21,7 Juta Batang Rokok Ilegal Dimusnahkan, Berikut Daftar Merek yang Beredar di Madura

1 jam yang lalu 2

Jajaran Pejabat Bea Cukai Madura memperlihatkan puluhan merek rokok terlarangan sebelum dilakukan pemusnahan. (MOH. IQBALUL KHAVEI MZ / KLIKMADURA)

PAMEKASAN || KLIKMADURA – Peredaran rokok terlarangan di Madura tetap tergolong masif. Sepanjang awal Januari hingga akhir bulan Mei 2026, Kantor Pengawasan dan Pelayanan Bea dan Cukai (KPPBC) Tipe Madya Pabean C Madura sukses mengamankan 21.708.260 batang rokok terlarangan dari beragam merek.

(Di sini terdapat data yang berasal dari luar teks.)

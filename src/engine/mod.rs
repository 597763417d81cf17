//! Measurement engine
//!
//! This module contains the per-rank orchestration of a run:
//! - Timer calibration and the initial global barrier
//! - Exchange buffer allocation and release
//! - The cycle and stage loop driven by the XOR schedule
//! - Dispatch of each pairing's samples to the histogram aggregator

pub mod kernel;

pub use kernel::measure_pairing;

use crate::error::{AppError, Result};
use crate::histogram::{Aggregator, BinLayout};
use crate::logging::{Logger, MeasurementLogger};
use crate::models::{RankReport, TestConfig};
use crate::schedule::{StageScheduler, StageStep};
use crate::timer::Clock;
use crate::topology::RankTopology;
use crate::transport::{ExchangeBuffer, Transport};
use std::sync::Arc;
use std::time::Instant;

/// Running counts of one rank's stage loop
#[derive(Debug, Default, Clone, Copy)]
struct StageTally {
    measured: usize,
    skipped: usize,
}

/// Drives one rank through all cycles and stages
pub struct Engine {
    test: TestConfig,
    topology: Arc<RankTopology>,
    layout: BinLayout,
    clock: Box<dyn Clock>,
    logger: MeasurementLogger,
}

impl Engine {
    pub fn new(
        test: TestConfig,
        topology: Arc<RankTopology>,
        layout: BinLayout,
        clock: Box<dyn Clock>,
        logger: &Logger,
    ) -> Self {
        Self {
            test,
            topology,
            layout,
            clock,
            logger: MeasurementLogger::new(logger.clone()),
        }
    }

    pub fn test_config(&self) -> &TestConfig {
        &self.test
    }

    pub fn clock_name(&self) -> &'static str {
        self.clock.name()
    }

    /// Run every cycle and stage for the transport's rank
    pub async fn run(&mut self, transport: &mut dyn Transport) -> Result<RankReport> {
        let started = Instant::now();
        let rank = transport.rank();
        let num_ranks = transport.num_ranks();

        if self.topology.num_ranks() != num_ranks {
            return Err(AppError::config(format!(
                "Topology maps {} ranks but the transport connects {}",
                self.topology.num_ranks(),
                num_ranks
            )));
        }
        self.test.validate(num_ranks)?;

        self.clock.calibrate();
        transport.barrier().await?;

        let mut buffer = transport.allocate(self.test.message_size).await?;
        let mut aggregator = Aggregator::new(self.layout);
        let outcome = self.run_stages(transport, &mut buffer, &mut aggregator).await;
        let released = transport.release(buffer).await;

        let tally = outcome?;
        released?;

        aggregator.finalize();
        let report = RankReport {
            rank,
            pairings_measured: tally.measured,
            pairings_skipped: tally.skipped,
            dropped_samples: aggregator.dropped_samples(),
            histograms: aggregator.into_histograms(),
        };

        self.logger
            .log_rank_summary(report.pairings_measured, report.pairings_skipped, report.dropped_samples, started.elapsed())
            .await;
        Ok(report)
    }

    async fn run_stages(
        &self,
        transport: &mut dyn Transport,
        buffer: &mut ExchangeBuffer,
        aggregator: &mut Aggregator,
    ) -> Result<StageTally> {
        let rank = transport.rank();
        let scheduler = StageScheduler::new(rank, transport.num_ranks(), self.test.num_stages, self.test.num_cycles);
        let stage_barrier = transport.requires_stage_barrier();
        let mut tally = StageTally::default();

        for step in scheduler.pairings() {
            if stage_barrier {
                transport.barrier().await?;
            }

            let Some(peer) = step.partner else {
                tally.skipped += 1;
                self.logger.log_stage_skipped(step.cycle, step.stage).await;
                continue;
            };

            let operation = format!("pairing with rank {}", peer);
            let correlation_id = self.logger.start_operation(&operation).await;
            let outcome = self.run_pairing(transport, buffer, aggregator, step, peer).await;
            self.logger.end_operation(&correlation_id, &operation, outcome.is_ok()).await;
            outcome?;
            tally.measured += 1;
        }

        Ok(tally)
    }

    async fn run_pairing(
        &self,
        transport: &mut dyn Transport,
        buffer: &mut ExchangeBuffer,
        aggregator: &mut Aggregator,
        step: StageStep,
        peer: usize,
    ) -> Result<()> {
        let rank = transport.rank();
        transport.begin_pairing(buffer, peer).await?;
        let samples = measure_pairing(transport, buffer, peer, self.clock.as_ref(), &self.test).await?;
        transport.end_pairing(buffer, peer).await?;

        let locality = self.topology.locality(rank, peer);
        let stats = aggregator.record_pairing(&samples, locality)?;

        self.logger
            .log_pairing_complete(step.cycle, step.stage, peer, self.topology.is_local(rank, peer), &stats)
            .await;
        Ok(())
    }
}

#[cfg(test)]
mod tests {
    use super::*;
    use crate::error::RetryPolicy;
    use crate::histogram::LatencyVariable;
    use crate::timer::StepClock;
    use crate::transport::{LocalFabric, MessagePassingTransport};
    use std::sync::atomic::{AtomicU64, Ordering};
    use std::time::Duration;

    /// Clock whose third one-sided interval runs backwards
    struct GlitchClock {
        reads: AtomicU64,
    }

    impl Clock for GlitchClock {
        fn calibrate(&mut self) {}

        fn read(&self) -> u64 {
            let n = self.reads.fetch_add(1, Ordering::SeqCst);
            // Reads come in (t1, t2, t3) triples; t3 of the third triple jumps back.
            if n == 8 {
                0
            } else {
                1_000 + n * 1_000
            }
        }

        fn seconds(&self, start: u64, end: u64) -> f64 {
            (end as f64 - start as f64) / 1e9
        }

        fn name(&self) -> &'static str {
            "glitch"
        }
    }

    fn test_config(num_messages: usize) -> TestConfig {
        TestConfig {
            num_cycles: 1,
            num_stages: 2,
            num_messages,
            num_warmup: 0,
            message_size: 8,
        }
    }

    async fn run_pair(clocks: [Box<dyn Clock>; 2], test: TestConfig) -> (RankReport, RankReport) {
        let fabric = LocalFabric::new(2);
        let topology = Arc::new(RankTopology::from_node_ids(vec![0, 0]).unwrap());
        let policy = RetryPolicy::bounded(None, Duration::from_secs(5));
        let logger = Logger::silent("TEST");

        let [c0, c1] = clocks;
        let mut e0 = Engine::new(test, Arc::clone(&topology), BinLayout::default(), c0, &logger);
        let mut e1 = Engine::new(test, topology, BinLayout::default(), c1, &logger);
        let mut t0 = MessagePassingTransport::new(fabric.attach(0).unwrap(), policy);
        let mut t1 = MessagePassingTransport::new(fabric.attach(1).unwrap(), policy);

        let (r0, r1) = tokio::join!(e0.run(&mut t0), e1.run(&mut t1));
        (r0.unwrap(), r1.unwrap())
    }

    #[tokio::test]
    async fn test_two_rank_run() {
        let (r0, r1) = run_pair([Box::new(StepClock::new(50)) as Box<dyn Clock>, Box::new(StepClock::new(50))], test_config(10)).await;

        for report in [&r0, &r1] {
            assert_eq!(report.pairings_measured, 1);
            assert_eq!(report.pairings_skipped, 1);
            assert_eq!(report.dropped_samples, 0);
            assert_eq!(report.histograms.total(LatencyVariable::Timer), 10);
            assert_eq!(report.histograms.total(LatencyVariable::OnNodeOnesided), 10);
            assert_eq!(report.histograms.total(LatencyVariable::OnNodePairwise), 10);
            assert_eq!(report.histograms.total(LatencyVariable::OnNodeOnesidedMinimum), 1);
            assert_eq!(report.histograms.total(LatencyVariable::OffNodeOnesided), 0);
        }
        assert_eq!(r0.rank, 0);
        assert_eq!(r1.rank, 1);
    }

    #[tokio::test]
    async fn test_pairings_run_as_correlated_operations() {
        let fabric = LocalFabric::new(2);
        let topology = Arc::new(RankTopology::from_node_ids(vec![0, 1]).unwrap());
        let policy = RetryPolicy::bounded(None, Duration::from_secs(5));
        let l0 = Logger::silent("TEST");
        let l1 = Logger::silent("TEST");
        let outer = l0.start_operation("run").await;

        let mut e0 = Engine::new(test_config(3), Arc::clone(&topology), BinLayout::default(), Box::new(StepClock::new(50)), &l0);
        let mut e1 = Engine::new(test_config(3), topology, BinLayout::default(), Box::new(StepClock::new(50)), &l1);
        let mut t0 = MessagePassingTransport::new(fabric.attach(0).unwrap(), policy);
        let mut t1 = MessagePassingTransport::new(fabric.attach(1).unwrap(), policy);
        let (r0, r1) = tokio::join!(e0.run(&mut t0), e1.run(&mut t1));
        assert_eq!(r0.unwrap().pairings_measured, 1);
        assert_eq!(r1.unwrap().pairings_measured, 1);

        // The pairing replaced the outer id and cleared its own on completion.
        assert_ne!(l0.current_correlation_id().await, Some(outer));
        assert_eq!(l0.current_correlation_id().await, None);
        assert_eq!(l1.current_correlation_id().await, None);
    }

    #[tokio::test]
    async fn test_negative_interval_is_dropped_not_binned() {
        let glitch = GlitchClock {
            reads: AtomicU64::new(0),
        };
        let (r0, r1) = run_pair([Box::new(glitch) as Box<dyn Clock>, Box::new(StepClock::new(1_000))], test_config(5)).await;

        // Rank 0 lost one one-sided sample, so both ranks lose that pairwise sample.
        assert_eq!(r0.histograms.total(LatencyVariable::OnNodeOnesided), 4);
        assert_eq!(r0.histograms.total(LatencyVariable::OnNodePairwise), 4);
        assert_eq!(r0.dropped_samples, 2);
        assert_eq!(r1.histograms.total(LatencyVariable::OnNodeOnesided), 5);
        assert_eq!(r1.histograms.total(LatencyVariable::OnNodePairwise), 4);
        assert_eq!(r1.dropped_samples, 1);

        // The minimum histogram gets exactly one increment, at the 1us bin.
        let layout = BinLayout::default();
        let minimum = r0.histograms.get(LatencyVariable::OnNodeOnesidedMinimum);
        assert_eq!(minimum.total(), 1);
        assert_eq!(minimum.count(layout.time_to_bin(1e-6).unwrap()), 1);
    }

    #[tokio::test]
    async fn test_topology_mismatch_rejected() {
        let fabric = LocalFabric::new(2);
        let topology = Arc::new(RankTopology::from_node_ids(vec![0, 0, 1]).unwrap());
        let mut engine = Engine::new(
            test_config(1),
            topology,
            BinLayout::default(),
            Box::new(StepClock::new(1)),
            &Logger::silent("TEST"),
        );
        let mut transport = MessagePassingTransport::new(
            fabric.attach(0).unwrap(),
            RetryPolicy::bounded(None, Duration::from_millis(100)),
        );
        assert!(matches!(engine.run(&mut transport).await, Err(AppError::Config(_))));
    }
}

Jutaan batang rokok tersebut merupakan hasil 58 kali penindakan nan dilakukan petugas Bea Cukai Madura. Setelah berstatus sebagai peralatan milik negara (BMN), seluruh peralatan bukti dimusnahkan agar tidak kembali beredar di pasaran.

Puluhan merek rokok nan dimusnahkan di antaranya adalah rokok terlarangan merek Angker, Hummer, Class Bold, Suryaku, GTA, Smith, Este, Marbol, Geboy, Everest, 63307, Dubai, Balver, Bonte, Esss, SS, hingga sejumlah merek lainnya nan terbukti melanggar ketentuan cukai.

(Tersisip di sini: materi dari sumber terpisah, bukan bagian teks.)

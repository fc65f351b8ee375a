//! Serviço de consulta do Wordscope.
//!
//! [`QueryService`] é a única entrada que a camada HTTP e a CLI precisam:
//! decide entre cache e agregação e coalesce misses simultâneos.

mod query;

pub use query::QueryService;
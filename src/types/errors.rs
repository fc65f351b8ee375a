//! Tipos de erro do Wordscope.

use thiserror::Error;

/// Tipo de resultado padrão do Wordscope.
pub type WordscopeResult<T> = Result<T, WordscopeError>;

/// Erros possíveis no Wordscope.
#[derive(Error, Debug)]
pub enum WordscopeError {
    #[error("Erro de configuração: {0}")]
    Config(String),

    #[error("Erro de IO: {0}")]
    Io(#[from] std::io::Error),

    #[error("Erro ao parsear TOML: {0}")]
    TomlParse(#[from] toml::de::Error),

    #[error("Erro ao serializar TOML: {0}")]
    TomlSerialize(#[from] toml::ser::Error),

    #[error("Erro de JSON: {0}")]
    Json(#[from] serde_json::Error),

    #[error("Erro HTTP: {0}")]
    Http(#[from] reqwest::Error),

    /// A palavra ficou vazia depois da normalização.
    #[error("Palavra vazia: informe uma palavra")]
    EmptyWord,

    #[error("Fonte '{0}' falhou: {1}")]
    SourceFailed(String, String),

    #[error("Timeout ao consultar '{0}'")]
    SourceTimeout(String),

    /// Falha fora da fronteira de erro de qualquer fonte.
    #[error("Falha na agregação: {0}")]
    Aggregation(String),

    #[error("Erro no servidor HTTP: {0}")]
    Server(String),
}

impl WordscopeError {
    /// Cria um erro de configuração.
    pub fn config<S: Into<String>>(msg: S) -> Self {
        Self::Config(msg.into())
    }

    /// Indica se o erro foi causado pela entrada do usuário.
    pub fn is_input_error(&self) -> bool {
        matches!(self, Self::EmptyWord)
    }
}
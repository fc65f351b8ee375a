//! Cache LRU com TTL para registros de palavras.

use std::num::NonZeroUsize;
use std::sync::atomic::{AtomicU64, Ordering};
use std::sync::Arc;
use std::time::Duration;

use lru::LruCache;
use tokio::time::Instant;

use crate::types::{NormalizedWord, WordRecord};

/// Registro em cache.
#[derive(Debug, Clone)]
pub struct CachedRecord {
    /// Registro agregado.
    pub record: Arc<WordRecord>,

    /// Momento em que foi cacheado.
    pub inserted_at: Instant,
}

impl CachedRecord {
    /// Cria um novo registro em cache.
    pub fn new(record: Arc<WordRecord>) -> Self {
        Self {
            record,
            inserted_at: Instant::now(),
        }
    }

    /// Verifica se o cache expirou.
    ///
    /// Válido enquanto `agora - inserted_at < ttl`.
    pub fn is_expired(&self, ttl: Duration) -> bool {
        self.inserted_at.elapsed() >= ttl
    }
}

/// Estatísticas do cache.
#[derive(Debug, Clone, Default, PartialEq)]
pub struct CacheStats {
    /// Número atual de entradas.
    pub size: usize,

    /// Capacidade máxima.
    pub capacity: usize,

    /// Número de acertos (cache hits).
    pub hits: u64,

    /// Número de erros (cache misses).
    pub misses: u64,

    /// Entradas removidas por LRU.
    pub evictions: u64,
}

impl CacheStats {
    /// Calcula a taxa de acerto.
    pub fn hit_rate(&self) -> f64 {
        let total = self.hits + self.misses;
        if total == 0 {
            0.0
        } else {
            self.hits as f64 / total as f64
        }
    }
}

/// Cache LRU de palavras.
///
/// Capacidade e TTL são fixos na construção e valem para todas as entradas.
pub struct WordCache {
    cache: LruCache<NormalizedWord, CachedRecord>,
    ttl: Duration,
    hits: AtomicU64,
    misses: AtomicU64,
    evictions: AtomicU64,
}

impl WordCache {
    /// Cria um novo cache.
    ///
    /// # Argumentos
    /// - `capacity`: Número máximo de palavras (0 é tratado como 1)
    /// - `ttl`: Tempo de vida das entradas
    pub fn new(capacity: usize, ttl: Duration) -> Self {
        let cap = NonZeroUsize::new(capacity).unwrap_or(NonZeroUsize::MIN);
        Self {
            cache: LruCache::new(cap),
            ttl,
            hits: AtomicU64::new(0),
            misses: AtomicU64::new(0),
            evictions: AtomicU64::new(0),
        }
    }

    /// Busca no cache.
    ///
    /// Retorna `None` se não encontrado ou se expirado. Um acerto atualiza
    /// a posição LRU da entrada.
    pub fn get(&mut self, key: &NormalizedWord) -> Option<Arc<WordRecord>> {
        // Usa peek para não alterar LRU antes de saber se expirou
        let is_expired = self.cache.peek(key).map(|c| c.is_expired(self.ttl));

        match is_expired {
            Some(true) => {
                self.cache.pop(key);
                self.misses.fetch_add(1, Ordering::Relaxed);
                None
            }
            Some(false) => {
                self.hits.fetch_add(1, Ordering::Relaxed);
                self.cache.get(key).map(|c| Arc::clone(&c.record))
            }
            None => {
                self.misses.fetch_add(1, Ordering::Relaxed);
                None
            }
        }
    }

    /// Insere ou substitui a entrada de `key`.
    ///
    /// Se o cache estiver cheio e `key` for nova, remove a entrada acessada
    /// há mais tempo. Entradas expiradas são removidas primeiro.
    pub fn put(&mut self, key: NormalizedWord, record: Arc<WordRecord>) {
        if !self.cache.contains(&key) && self.cache.len() == self.cache.cap().get() {
            self.cleanup_expired();
        }

        if let Some((evicted, _)) = self.cache.push(key.clone(), CachedRecord::new(record)) {
            if evicted != key {
                self.evictions.fetch_add(1, Ordering::Relaxed);
                tracing::debug!(word = %evicted, "Evicted least recently used word");
            }
        }
    }

    /// Entrada válida de `key`, sem alterar LRU nem estatísticas.
    pub fn peek(&self, key: &NormalizedWord) -> Option<Arc<WordRecord>> {
        self.cache
            .peek(key)
            .filter(|c| !c.is_expired(self.ttl))
            .map(|c| Arc::clone(&c.record))
    }

    /// Verifica se existe entrada válida, sem alterar LRU nem estatísticas.
    pub fn contains(&self, key: &NormalizedWord) -> bool {
        self.peek(key).is_some()
    }

    /// Invalida uma entrada específica.
    pub fn invalidate(&mut self, key: &NormalizedWord) {
        self.cache.pop(key);
    }

    /// Limpa todo o cache.
    pub fn clear(&mut self) {
        self.cache.clear();
    }

    /// Número de entradas armazenadas (incluindo expiradas ainda não removidas).
    pub fn len(&self) -> usize {
        self.cache.len()
    }

    pub fn is_empty(&self) -> bool {
        self.cache.is_empty()
    }

    /// Retorna estatísticas do cache.
    pub fn stats(&self) -> CacheStats {
        CacheStats {
            size: self.cache.len(),
            capacity: self.cache.cap().get(),
            hits: self.hits.load(Ordering::Relaxed),
            misses: self.misses.load(Ordering::Relaxed),
            evictions: self.evictions.load(Ordering::Relaxed),
        }
    }

    /// Remove entradas expiradas.
    pub fn cleanup_expired(&mut self) {
        let expired_keys: Vec<NormalizedWord> = self
            .cache
            .iter()
            .filter(|(_, v)| v.is_expired(self.ttl))
            .map(|(k, _)| k.clone())
            .collect();

        for key in expired_keys {
            self.cache.pop(&key);
        }
    }
}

Selain rokok ilegal, Bea Cukai Madura juga memusnahkan 10 liter minuman mengandung etil alkohol (MMEA) jenis arak Bali tanpa pita cukai dan dua unit telepon genggam hasil penindakan.

Kepala KPPBC TMP C Madura, Novian Dermawan mengatakan, total nilai peralatan nan dimusnahkan diperkirakan mencapai Rp29.338.945.280. Sementara potensi kerugian negara akibat peredaran peralatan terlarangan tersebut ditaksir mencapai Rp19.741.262.081.

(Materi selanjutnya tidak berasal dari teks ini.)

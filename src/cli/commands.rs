//! Implementação dos comandos CLI do Wordscope.

use std::path::{Path, PathBuf};

use crate::service::QueryService;
use crate::types::config::{Config, CONFIG_FILE_NAME};
use crate::WordscopeResult;

/// Initializes configuration in the specified directory.
pub async fn init(path: Option<PathBuf>) -> WordscopeResult<()> {
    let target_dir = path.unwrap_or_else(|| PathBuf::from("."));

    // Create directory if it doesn't exist
    if !target_dir.exists() {
        std::fs::create_dir_all(&target_dir)?;
        tracing::info!("Directory created: {}", target_dir.display());
    }

    let config_path = target_dir.join(CONFIG_FILE_NAME);

    if config_path.exists() {
        println!("Configuration already exists at: {}", config_path.display());
        return Ok(());
    }

    let config = Config::default_config();
    config.save(&config_path)?;

    println!("Wordscope initialized successfully!");
    println!("Configuration created at: {}", config_path.display());
    println!();
    println!("Next steps:");
    println!("  1. Check the configured sources: wordscope sources");
    println!("  2. Look up a word: wordscope lookup light --pretty");
    println!("  3. Start the HTTP API: wordscope serve");

    Ok(())
}

/// Consulta uma palavra e imprime o registro.
pub async fn lookup(word: &str, pretty: bool, config: &Config) -> WordscopeResult<()> {
    let service = QueryService::from_config(config)?;
    let record = service.query(word).await?;

    let output = if pretty {
        serde_json::to_string_pretty(record.as_ref())?
    } else {
        serde_json::to_string(record.as_ref())?
    };
    println!("{}", output);

    if record.is_empty() {
        tracing::warn!(word = %record.word, "No source returned data");
    }

    Ok(())
}

/// Inicia o servidor HTTP.
#[cfg(feature = "server")]
pub async fn serve(port: Option<u16>, host: Option<String>, config: &Config) -> WordscopeResult<()> {
    use std::sync::Arc;

    let host = host.unwrap_or_else(|| config.server.host.clone());
    let port = port.unwrap_or(config.server.port);

    tracing::debug!(
        "Configuração carregada: cache={} palavras, ttl={}s, coalescência={}",
        config.cache.capacity,
        config.cache.ttl_secs,
        config.cache.coalesce_requests
    );

    let service = Arc::new(QueryService::from_config(config)?);
    crate::server::serve(service, &format!("{}:{}", host, port)).await
}

/// Sem o recurso `server`, avisa e sai.
#[cfg(not(feature = "server"))]
pub async fn serve(_port: Option<u16>, _host: Option<String>, _config: &Config) -> WordscopeResult<()> {
    eprintln!("Aviso: compilado sem o recurso 'server'. Recompile com --features server.");
    Ok(())
}

/// Mostra as fontes configuradas.
pub async fn sources(config: &Config) -> WordscopeResult<()> {
    println!("Fontes configuradas:\n");

    for (name, source) in config.sources.named() {
        let status_icon = if source.enabled { "✓" } else { "○" };
        let timeout = config.sources.timeout_for(source);

        if source.enabled {
            println!(
                "  {} {:<13} {} (timeout {}s)",
                status_icon,
                name,
                source.endpoint,
                timeout.as_secs()
            );
        } else {
            println!("  {} {:<13} desabilitado", status_icon, name);
        }
    }

    let titles = &config.sources.titles;
    if titles.enabled {
        println!("  ✓ titles        até {} por tipo", titles.limit);
        for (name, source) in titles.named() {
            let tmdb_missing = name == "films" && titles.tmdb_key().is_none();
            if !source.enabled {
                println!("      ○ {:<6} desabilitado", name);
            } else if tmdb_missing {
                println!("      ○ {:<6} sem chave TMDB (defina TMDB_API_KEY)", name);
            } else {
                println!("      ✓ {:<6} {}", name, source.endpoint);
            }
        }
    } else {
        println!("  ○ titles        desabilitado");
    }

    let languages: Vec<&str> = config
        .sources
        .translations
        .languages
        .iter()
        .map(|l| l.name.as_str())
        .collect();
    println!();
    println!("Idiomas de tradução: {}", languages.join(", "));
    println!(
        "Cache: {} palavras, TTL {}s",
        config.cache.capacity, config.cache.ttl_secs
    );

    Ok(())
}

/// Diagnostica problemas de configuração.
pub async fn doctor(config_path: &Path) -> WordscopeResult<()> {
    println!("Diagnosticando configuração do Wordscope...\n");

    let mut warnings: Vec<String> = Vec::new();

    let config = if config_path.exists() {
        match Config::load(config_path) {
            Ok(config) => {
                println!("✓ Configuração carregada de {}", config_path.display());
                config
            }
            Err(e) => {
                println!("✗ Configuração inválida: {}", e);
                return Ok(());
            }
        }
    } else {
        warnings.push(format!(
            "{} não encontrado, usando padrões (execute 'wordscope init')",
            config_path.display()
        ));
        Config::default_config()
    };

    let named = config.sources.named();
    let total = named.len() + 1;
    let enabled = named.iter().filter(|(_, source)| source.enabled).count()
        + usize::from(config.sources.titles.enabled);
    if enabled == 0 {
        warnings.push("Todas as fontes estão desabilitadas; todo registro sairá vazio".to_string());
    }

    for (name, source) in config.sources.named() {
        if source.enabled && !source.endpoint.starts_with("https://") {
            warnings.push(format!("sources.{} não usa HTTPS: {}", name, source.endpoint));
        }
    }

    let titles = &config.sources.titles;
    if titles.enabled {
        if titles.films.enabled && titles.tmdb_key().is_none() {
            warnings.push(
                "sources.titles.films habilitado sem chave TMDB; filmes ficarão vazios".to_string(),
            );
        }
        for (name, source) in titles.named() {
            if source.enabled && !source.endpoint.starts_with("https://") {
                warnings.push(format!(
                    "sources.titles.{} não usa HTTPS: {}",
                    name, source.endpoint
                ));
            }
        }
    }

    if config.cache.ttl_secs == 0 {
        warnings.push("cache.ttl_secs = 0 desativa o cache na prática".to_string());
    }

    println!("✓ {} de {} fontes habilitadas", enabled, total);
    println!();

    if warnings.is_empty() {
        println!("✓ Tudo OK! Wordscope está pronto para uso.");
    } else {
        println!("Avisos:");
        for warning in warnings {
            println!("  ⚠ {}", warning);
        }
    }

    Ok(())
}

/// Mostra versão.
pub fn version() {
    println!("wordscope {}", env!("CARGO_PKG_VERSION"));
    println!();
    println!("Definições, sinônimos, expressões, traduções e rimas em uma consulta");
}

“Barang nan dimusnahkan berasal dari 58 penindakan selama periode 1 Januari hingga 31 Mei 2026 dan telah berstatus sebagai peralatan milik negara. Barang tersebut terdiri atas 21.708.260 batang rokok ilegal, 10 liter MMEA terlarangan berupa arak Bali tanpa pita cukai, serta dua unit handphone,” katanya.

Novian mengatakan bahwa maraknya peredaran rokok terlarangan bukan hanya mengurangi penerimaan negara dari sektor cukai, tetapi juga merugikan pelaku upaya nan menjalankan usahanya secara legal.

Menurutnya, penindakan terhadap rokok terlarangan bakal terus dilakukan seiring dengan upaya meningkatkan kesadaran masyarakat agar tidak memproduksi, mengedarkan, maupun mengonsumsi rokok tanpa pita cukai.

“Rokok terlarangan tidak hanya merugikan negara dari sisi penerimaan cukai, tetapi juga menciptakan persaingan upaya nan tidak sehat dan menghalang perkembangan industri rokok Madura nan alim terhadap ketentuan,” tandasnya. (ibl/nda).